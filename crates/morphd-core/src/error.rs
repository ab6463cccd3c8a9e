//! Common error types used throughout morphd.
//!
//! The taxonomy distinguishes failures by when they surface: validation at
//! submission time, not-found/invalid-state at query time, and engine or
//! document failures during asynchronous execution (which are recorded on
//! the job, never thrown to the submitter).

/// Common error type for morphd.
#[derive(Debug, thiserror::Error)]
pub enum Error {
    /// The request is malformed: unsupported input/output format or a
    /// missing required field. Surfaced at submission time; no job is
    /// created.
    #[error("Validation error: {0}")]
    Validation(String),

    /// The requested job was not found.
    #[error("Not found: {0}")]
    NotFound(String),

    /// The operation is not allowed in the job's current state, e.g.
    /// cancelling a completed job or downloading an incomplete one.
    #[error("Invalid state: {0}")]
    InvalidState(String),

    /// An external conversion engine failed: spawn failure, non-zero exit,
    /// timeout, or missing expected output artifact.
    #[error("Engine failure: {tool}: {message}")]
    Engine { tool: String, message: String },

    /// A malformed document or out-of-range page operation.
    #[error("Document error: {0}")]
    Document(String),

    /// An I/O operation failed.
    #[error("IO error: {0}")]
    Io(#[from] std::io::Error),

    /// An internal error occurred.
    #[error("Internal error: {0}")]
    Internal(String),
}

impl Error {
    /// Create a new Validation error.
    pub fn validation<S: Into<String>>(msg: S) -> Self {
        Self::Validation(msg.into())
    }

    /// Create a new NotFound error.
    pub fn not_found<S: Into<String>>(msg: S) -> Self {
        Self::NotFound(msg.into())
    }

    /// Create a new InvalidState error.
    pub fn invalid_state<S: Into<String>>(msg: S) -> Self {
        Self::InvalidState(msg.into())
    }

    /// Create a new Engine error.
    pub fn engine<T: Into<String>, M: Into<String>>(tool: T, message: M) -> Self {
        Self::Engine {
            tool: tool.into(),
            message: message.into(),
        }
    }

    /// Create a new Document error.
    pub fn document<S: Into<String>>(msg: S) -> Self {
        Self::Document(msg.into())
    }

    /// Create a new Internal error.
    pub fn internal<S: Into<String>>(msg: S) -> Self {
        Self::Internal(msg.into())
    }
}

/// Result type alias using the common Error type.
pub type Result<T> = std::result::Result<T, Error>;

◇ ◇ ◇

■ WHAT YOU SHOULD DO ■
Go through the records and report each line that contains "NotFound".

■ RESPONSE TO THE EXERCISE ■
    NotFound(String),
    /// Create a new NotFound error.
        Self::NotFound(msg.into())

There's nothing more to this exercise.